A Lennox spotkał się z Holym, bo wiedział, z Evander jest bez szans. Kogo to poobijal Holyfield z tych wielkich? 42 letniego Foremana? Lewis jechal do USA po wygrana, az dziw, ze w pierwszej zremisował.
Z calym szacunkiem dla Holyfielda, ale to juz nie byl ten Tyson. Evander to byl swietny wojownik, mimo tego dla mnie jego legenda jest troche naciagana.
Widać,że nie bardzo wiesz co piszesz. Albo zbyt młody jesteś. Holyfield-legenda naciągana ? Chyba ku...żart.
Pokonał:
Muhammad Qawi,Pinklon Thomas,Alex Stewart,George Foreman,Bowe, Michael Moorer, Ray Mercer,Tyson
To byli giganci w tamtych czasach.
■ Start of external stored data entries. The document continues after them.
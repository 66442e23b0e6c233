//! # State Slice Store
//!
//! The persistence adapter: one get/set pair per named state slice, each
//! slice independently serialized as a whole JSON value on every mutation.
//!
//! ## Storage Shape
//! ```text
//! ┌─────────────────────────────────────────────────────────────────────┐
//! │  state_slices                                                       │
//! │  ┌────────────────┬──────────────────────────────┬────────────────┐ │
//! │  │ slice (PK)     │ value (whole JSON document)  │ updated_at     │ │
//! │  ├────────────────┼──────────────────────────────┼────────────────┤ │
//! │  │ services       │ [{"id":"...","name":...}]    │ 2024-05-01T... │ │
//! │  │ currentSales   │ [{"id":"...","lines":...}]   │ 2024-05-01T... │ │
//! │  │ isRegisterOpen │ true                         │ 2024-05-01T... │ │
//! │  │ adminCode      │ "1234"                       │ 2024-05-01T... │ │
//! │  └────────────────┴──────────────────────────────┴────────────────┘ │
//! │                                                                     │
//! │  save = UPSERT of the whole value; load = SELECT + JSON parse.      │
//! │  No partial updates, no per-row entity storage.                     │
//! └─────────────────────────────────────────────────────────────────────┘
//! ```

use chrono::Utc;
use serde::de::DeserializeOwned;
use serde::Serialize;
use sqlx::SqlitePool;
use tracing::debug;

use crate::error::{StoreError, StoreResult};

// =============================================================================
// Slice Names
// =============================================================================

/// The named state slices the register persists.
///
/// Names double as primary keys in `state_slices`; they are part of the
/// stored format and must never be renamed casually.
pub mod slice {
    pub const SERVICES: &str = "services";
    pub const PRODUCTS: &str = "products";
    pub const EMPLOYEES: &str = "employees";
    pub const CURRENT_SALES: &str = "currentSales";
    pub const SALES_HISTORY: &str = "salesHistory";
    pub const DAILY_CLOSINGS: &str = "dailyClosings";
    pub const IS_REGISTER_OPEN: &str = "isRegisterOpen";
    pub const ADMIN_CODE: &str = "adminCode";
}

// =============================================================================
// Slice Store
// =============================================================================

/// Persistence adapter over the `state_slices` table.
#[derive(Debug, Clone)]
pub struct SliceStore {
    pool: SqlitePool,
}

impl SliceStore {
    /// Creates a new SliceStore.
    pub fn new(pool: SqlitePool) -> Self {
        SliceStore { pool }
    }

    /// Loads one slice, deserializing the whole stored value.
    ///
    /// ## Returns
    /// - `Ok(Some(value))` - slice present and readable
    /// - `Ok(None)` - slice never written
    /// - `Err(StoreError::BadSlice)` - slice present but unreadable; load
    ///   paths treat this the same as absent (default + warning)
    pub async fn load<T: DeserializeOwned>(&self, name: &str) -> StoreResult<Option<T>> {
        let stored: Option<String> =
            sqlx::query_scalar("SELECT value FROM state_slices WHERE slice = ?1")
                .bind(name)
                .fetch_optional(&self.pool)
                .await?;

        match stored {
            Some(json) => {
                let value = serde_json::from_str(&json).map_err(|source| StoreError::BadSlice {
                    slice: name.to_string(),
                    source,
                })?;
                Ok(Some(value))
            }
            None => Ok(None),
        }
    }

    /// Saves one slice, replacing the whole stored value.
    pub async fn save<T: Serialize + ?Sized>(&self, name: &str, value: &T) -> StoreResult<()> {
        let json = serde_json::to_string(value).map_err(|source| StoreError::BadSlice {
            slice: name.to_string(),
            source,
        })?;

        debug!(slice = name, bytes = json.len(), "Saving state slice");

        sqlx::query(
            "INSERT INTO state_slices (slice, value, updated_at) VALUES (?1, ?2, ?3) \
             ON CONFLICT(slice) DO UPDATE SET value = excluded.value, \
             updated_at = excluded.updated_at",
        )
        .bind(name)
        .bind(json)
        .bind(Utc::now().to_rfc3339())
        .execute(&self.pool)
        .await?;

        Ok(())
    }
}

// =============================================================================
// Unit Tests
// =============================================================================

#[cfg(test)]
mod tests {
    use super::*;
    use crate::pool::{Store, StoreConfig};

    async fn store() -> SliceStore {
        Store::new(StoreConfig::in_memory()).await.unwrap().slices()
    }

    #[tokio::test]
    async fn test_load_absent_slice_is_none() {
        let slices = store().await;
        let loaded: Option<Vec<String>> = slices.load(slice::SERVICES).await.unwrap();
        assert!(loaded.is_none());
    }

    #[tokio::test]
    async fn test_save_then_load_round_trips() {
        let slices = store().await;

        slices
            .save(slice::EMPLOYEES, &vec!["a".to_string(), "b".to_string()])
            .await
            .unwrap();
        let loaded: Option<Vec<String>> = slices.load(slice::EMPLOYEES).await.unwrap();
        assert_eq!(loaded, Some(vec!["a".to_string(), "b".to_string()]));
    }

    #[tokio::test]
    async fn test_save_replaces_whole_value() {
        let slices = store().await;

        slices.save(slice::IS_REGISTER_OPEN, &true).await.unwrap();
        slices.save(slice::IS_REGISTER_OPEN, &false).await.unwrap();

        let loaded: Option<bool> = slices.load(slice::IS_REGISTER_OPEN).await.unwrap();
        assert_eq!(loaded, Some(false));
    }

    #[tokio::test]
    async fn test_unreadable_slice_is_bad_slice_error() {
        let slices = store().await;

        // Simulate a corrupted value written by something else
        sqlx::query(
            "INSERT INTO state_slices (slice, value, updated_at) VALUES ('adminCode', '{oops', '')",
        )
        .execute(&slices.pool)
        .await
        .unwrap();

        let err = slices.load::<String>(slice::ADMIN_CODE).await.unwrap_err();
        assert!(matches!(err, StoreError::BadSlice { .. }));
    }

    #[tokio::test]
    async fn test_string_slice_round_trips() {
        let slices = store().await;
        slices.save(slice::ADMIN_CODE, "ab12").await.unwrap();
        let loaded: Option<String> = slices.load(slice::ADMIN_CODE).await.unwrap();
        assert_eq!(loaded.as_deref(), Some("ab12"));
    }
}
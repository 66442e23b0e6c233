//! # Database Migrations
//!
//! Embedded SQL migrations for Oasis POS.
//!
//! ## How Migrations Work
//! ```text
//! ┌─────────────────────────────────────────────────────────────────────┐
//! │                       Migration Process                             │
//! │                                                                     │
//! │  App Startup                                                        │
//! │       │                                                             │
//! │       ▼                                                             │
//! │  Check _sqlx_migrations table (created when missing)                │
//! │       │                                                             │
//! │       ▼                                                             │
//! │  Compare embedded migrations vs applied                             │
//! │       ├── 001_state_slices.sql ✓ (already applied)                  │
//! │       └── 002_...              ⬜ (NEW - needs to run)               │
//! │       │                                                             │
//! │       ▼                                                             │
//! │  Run pending migrations in order, record each                       │
//! └─────────────────────────────────────────────────────────────────────┘
//! ```
//!
//! ## Adding New Migrations
//!
//! 1. Create a new file in `migrations/sqlite/` with the next sequence number
//! 2. Name format: `NNN_description.sql`
//! 3. Write idempotent SQL (use `IF NOT EXISTS` where possible)
//! 4. **NEVER** modify existing migrations - always add new ones

use sqlx::SqlitePool;
use tracing::info;

use crate::error::StoreResult;

/// Embedded migrations from the `migrations/sqlite` directory.
///
/// The `sqlx::migrate!()` macro embeds all SQL files from the specified
/// directory into the binary at compile time. No runtime file access needed.
static MIGRATOR: sqlx::migrate::Migrator = sqlx::migrate!("../../migrations/sqlite");

/// Runs all pending database migrations.
///
/// ## Safety
/// - Idempotent: safe to run multiple times
/// - Transactional: each migration runs in a transaction
/// - Ordered: migrations run in filename order (001, 002, ...)
pub async fn run_migrations(pool: &SqlitePool) -> StoreResult<()> {
    info!("Checking for pending migrations");

    MIGRATOR.run(pool).await?;

    info!("All migrations applied successfully");
    Ok(())
}

/// Returns information about migrations.
///
/// ## Returns
/// Tuple of (total_migrations, applied_migrations)
///
/// ## Usage
/// For diagnostics and health checks.
pub async fn migration_status(pool: &SqlitePool) -> StoreResult<(usize, usize)> {
    let total = MIGRATOR.migrations.len();

    let applied: i64 = sqlx::query_scalar("SELECT COUNT(*) FROM _sqlx_migrations")
        .fetch_one(pool)
        .await
        .unwrap_or(0);

    Ok((total, applied as usize))
}

// =============================================================================
// Unit Tests
// =============================================================================
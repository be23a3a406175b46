//! Typed MCP method names.
//!
//! Dispatch matches on [`McpMethod`] rather than raw strings. Methods not
//! in the core set parse into [`McpMethod::Extension`], which keeps dispatch
//! total: an unregistered extension method yields a method-not-found error
//! instead of a parse failure.

use std::fmt;

/// Every method name the server understands, plus a catch-all for
/// server-specific extensions.
#[derive(Debug, Clone, PartialEq, Eq, Hash)]
pub enum McpMethod {
    Initialize,
    Initialized,
    Ping,
    ToolsList,
    ToolsCall,
    PromptsList,
    PromptsGet,
    ResourcesList,
    ResourcesTemplatesList,
    ResourcesRead,
    LoggingSetLevel,
    Extension(String),
}

impl McpMethod {
    pub fn parse(method: &str) -> Self {
        match method {
            "initialize" => McpMethod::Initialize,
            "notifications/initialized" => McpMethod::Initialized,
            "ping" => McpMethod::Ping,
            "tools/list" => McpMethod::ToolsList,
            "tools/call" => McpMethod::ToolsCall,
            "prompts/list" => McpMethod::PromptsList,
            "prompts/get" => McpMethod::PromptsGet,
            "resources/list" => McpMethod::ResourcesList,
            "resources/templates/list" => McpMethod::ResourcesTemplatesList,
            "resources/read" => McpMethod::ResourcesRead,
            "logging/setLevel" => McpMethod::LoggingSetLevel,
            other => McpMethod::Extension(other.to_string()),
        }
    }

    pub fn as_str(&self) -> &str {
        match self {
            McpMethod::Initialize => "initialize",
            McpMethod::Initialized => "notifications/initialized",
            McpMethod::Ping => "ping",
            McpMethod::ToolsList => "tools/list",
            McpMethod::ToolsCall => "tools/call",
            McpMethod::PromptsList => "prompts/list",
            McpMethod::PromptsGet => "prompts/get",
            McpMethod::ResourcesList => "resources/list",
            McpMethod::ResourcesTemplatesList => "resources/templates/list",
            McpMethod::ResourcesRead => "resources/read",
            McpMethod::LoggingSetLevel => "logging/setLevel",
            McpMethod::Extension(name) => name,
        }
    }
}

impl fmt::Display for McpMethod {
    fn fmt(&self, f: &mut fmt::Formatter<'_>) -> fmt::Result {
        f.write_str(self.as_str())
    }
}

impl From<&str> for McpMethod {
    fn from(method: &str) -> Self {
        McpMethod::parse(method)
    }
}
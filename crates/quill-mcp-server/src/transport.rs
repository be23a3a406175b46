//! The transport abstraction the runner drives.

use std::sync::Arc;
use std::time::Duration;

use async_trait::async_trait;
use quill_mcp_json_rpc::JsonRpcMessage;

use crate::queue::MessageQueue;
use crate::Result;

/// A bidirectional message transport.
///
/// Implementations own an inbound and an outbound [`MessageQueue`]. The
/// runner's read unit calls [`read_message`](Transport::read_message) and
/// pushes results to the inbound queue; its write unit pops the outbound
/// queue and calls [`write_message`](Transport::write_message). The session
/// itself only ever sees the queues.
#[async_trait]
pub trait Transport: Send + Sync {
    /// Prepare the transport for reading and writing. Calling this twice
    /// without an intervening `stop` is an error.
    async fn start(&self) -> Result<()>;

    /// Release transport resources. Idempotent.
    async fn stop(&self) -> Result<()>;

    fn is_started(&self) -> bool;

    /// Read the next message from the peer. `Ok(None)` means no message is
    /// available right now; the caller should poll again. End of input is
    /// reported as a transport error.
    async fn read_message(&self) -> Result<Option<JsonRpcMessage>>;

    /// Deliver one message to the peer.
    async fn write_message(&self, message: &JsonRpcMessage) -> Result<()>;

    /// The (inbound, outbound) queue pair the session consumes and feeds.
    fn streams(&self) -> (Arc<MessageQueue<JsonRpcMessage>>, Arc<MessageQueue<JsonRpcMessage>>);

    /// Drop peer state older than `max_age`. Transports without per-peer
    /// state ignore this.
    async fn cleanup_expired(&self, _max_age: Duration) -> usize {
        0
    }
}

// Transports shared between a front end and the runner go through Arc
#[async_trait]
impl<T: Transport + ?Sized> Transport for Arc<T> {
    async fn start(&self) -> Result<()> {
        (**self).start().await
    }

    async fn stop(&self) -> Result<()> {
        (**self).stop().await
    }

    fn is_started(&self) -> bool {
        (**self).is_started()
    }

    async fn read_message(&self) -> Result<Option<JsonRpcMessage>> {
        (**self).read_message().await
    }

    async fn write_message(&self, message: &JsonRpcMessage) -> Result<()> {
        (**self).write_message(message).await
    }

    fn streams(&self) -> (Arc<MessageQueue<JsonRpcMessage>>, Arc<MessageQueue<JsonRpcMessage>>) {
        (**self).streams()
    }

    async fn cleanup_expired(&self, max_age: Duration) -> usize {
        (**self).cleanup_expired(max_age).await
    }
}
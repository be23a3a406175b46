//! A minimal MCP server exposing a single `echo` tool.
//!
//! Runs over stdio by default; pass `--http [ADDR]` to serve over HTTP
//! with SSE instead.

use std::collections::HashMap;
use std::net::SocketAddr;

use async_trait::async_trait;
use clap::Parser;
use serde_json::{json, Value};
use tracing::info;

use quill_http_mcp_server::{HttpMcpServer, HttpServerConfig};
use quill_mcp_protocol::{CallToolResult, McpError, McpResult, Tool, ToolSchema};
use quill_mcp_server::{McpServer, McpTool, ServerRunner};

struct EchoTool;

#[async_trait]
impl McpTool for EchoTool {
    fn descriptor(&self) -> Tool {
        let mut properties = HashMap::new();
        properties.insert(
            "text".to_string(),
            json!({"type": "string", "description": "Text to echo back"}),
        );
        Tool::new(
            "echo",
            ToolSchema::object()
                .with_properties(properties)
                .with_required(vec!["text".to_string()]),
        )
        .with_description("Echoes the given text back to the caller")
    }

    async fn call(&self, arguments: Option<Value>) -> McpResult<CallToolResult> {
        let text = arguments
            .as_ref()
            .and_then(|args| args.get("text"))
            .and_then(Value::as_str)
            .ok_or_else(|| McpError::missing_param("text"))?;
        Ok(CallToolResult::from_text(text))
    }
}

#[derive(Parser)]
#[command(name = "echo-server", about = "MCP echo server over stdio or HTTP/SSE")]
struct Args {
    /// Serve over HTTP with SSE on the given address instead of stdio
    #[arg(
        long,
        value_name = "ADDR",
        num_args = 0..=1,
        default_missing_value = "127.0.0.1:8080"
    )]
    http: Option<SocketAddr>,
}

fn build_server() -> McpServer {
    McpServer::builder()
        .name("echo-server")
        .version(env!("CARGO_PKG_VERSION"))
        .instructions("Call the echo tool with a text argument.")
        .tool(EchoTool)
        .with_logging()
        .build()
}

#[tokio::main]
async fn main() -> anyhow::Result<()> {
    // Log to stderr; stdout belongs to the protocol in stdio mode
    tracing_subscriber::fmt()
        .with_env_filter(
            tracing_subscriber::EnvFilter::try_from_default_env()
                .unwrap_or_else(|_| "info".into()),
        )
        .with_writer(std::io::stderr)
        .init();

    let args = Args::parse();
    match args.http {
        Some(address) => {
            let config = HttpServerConfig {
                bind_address: address,
                ..Default::default()
            };
            info!(address = %config.bind_address, "serving over HTTP/SSE");
            HttpMcpServer::new(build_server())
                .with_config(config)
                .run()
                .await?;
        }
        None => {
            info!("serving over stdio");
            ServerRunner::new(build_server()).run_stdio().await?;
        }
    }
    Ok(())
}
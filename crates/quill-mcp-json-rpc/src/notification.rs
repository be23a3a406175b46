use serde::{Deserialize, Serialize};
use serde_json::{Map, Value};

use crate::request::RequestParams;
use crate::types::JsonRpcVersion;

/// A JSON-RPC notification: a request without an `id`. Must never receive a
/// response.
#[derive(Debug, Clone, PartialEq, Serialize, Deserialize)]
pub struct JsonRpcNotification {
    #[serde(rename = "jsonrpc")]
    pub version: JsonRpcVersion,
    pub method: String,
    #[serde(default, skip_serializing_if = "Option::is_none")]
    pub params: Option<RequestParams>,
}

impl JsonRpcNotification {
    pub fn new(method: impl Into<String>) -> Self {
        Self {
            version: JsonRpcVersion::V2_0,
            method: method.into(),
            params: None,
        }
    }

    pub fn with_params(mut self, params: RequestParams) -> Self {
        self.params = Some(params);
        self
    }

    /// Build a notification with object params.
    pub fn with_object_params(method: impl Into<String>, params: Map<String, Value>) -> Self {
        Self::new(method).with_params(RequestParams::from_map(params))
    }

    pub fn get_param(&self, name: &str) -> Option<&Value> {
        self.params.as_ref()?.get(name)
    }

    pub fn params_value(&self) -> Option<Value> {
        self.params.as_ref().map(|p| p.to_value())
    }
}

#[cfg(test)]
mod tests {
    use super::*;
    use serde_json::json;

    #[test]
    fn test_notification_has_no_id() {
        let notification = JsonRpcNotification::new("notifications/initialized");
        let json_str = serde_json::to_string(&notification).unwrap();

        assert!(!json_str.contains("\"id\""));
        assert!(json_str.contains("\"jsonrpc\":\"2.0\""));
        assert!(json_str.contains("\"method\":\"notifications/initialized\""));
    }

    #[test]
    fn test_notification_with_params() {
        let mut params = Map::new();
        params.insert("level".to_string(), json!("info"));
        params.insert("data".to_string(), json!("hello"));

        let notification =
            JsonRpcNotification::with_object_params("notifications/message", params);

        assert_eq!(notification.get_param("level"), Some(&json!("info")));
        assert_eq!(notification.get_param("data"), Some(&json!("hello")));
    }
}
Jak można takie bzdury pisać to ja nie wiem....
Mistrzem świata zunifikowanym jest Joshua on ma 3 pasy więcej wyprzadaję stadiony na 90 tys to generuję zyski a nie Wilder
Że Joshua to jest projekt na 8 lat. Nie zależy im żeby teraz jechał i ryzykował bo on te pieniądze zarobi z nawiązką przez kolejne lata. To nie jest sprawa życia i śmierci że musi teraz,natychmiast.Mają plany na jego długoletnią karierę i do tej walki dojdzie czy to z Wilderem czy z Furym.
1.Dwight Muhammad Qawi -Niesamowity wojownik wagi junior ciężkiej. Trudny to trafienia, twardziel. Z Holyfildem 15 rund wojny.
2. Riddick Bowe. Jeden z największych z lat 90tych. Warunki fizyczne,technika,timing. W swoim prime. Z Evaderem
jedyna porażka. 3 niesamowite wojny .
3.George Foreman. Tu pisać dużo nie trzeba. Jeden z największych. Mimo wieku wycierał ring bokserami w latach 90tych. Pierwsza porażka po powrocie z Holym .
4.Ray Mercer . Jakim był zawodnikiem wystarczy spojrzeć jak walczył z Lenoxem.
5.Michael Moorer- Dynamit w łapie.
6. Mike Tyson past. Ale nie tak jak nie którzy uważają.
Ci zawodnicy to była elita lat 90 tych. Mało bokserów ma na rozkładzie takie nazwiska.
tak generalnie to była odpowiedź do kolegi wyżej, który znacznie umniejszył osiągnięcia Holyfielda.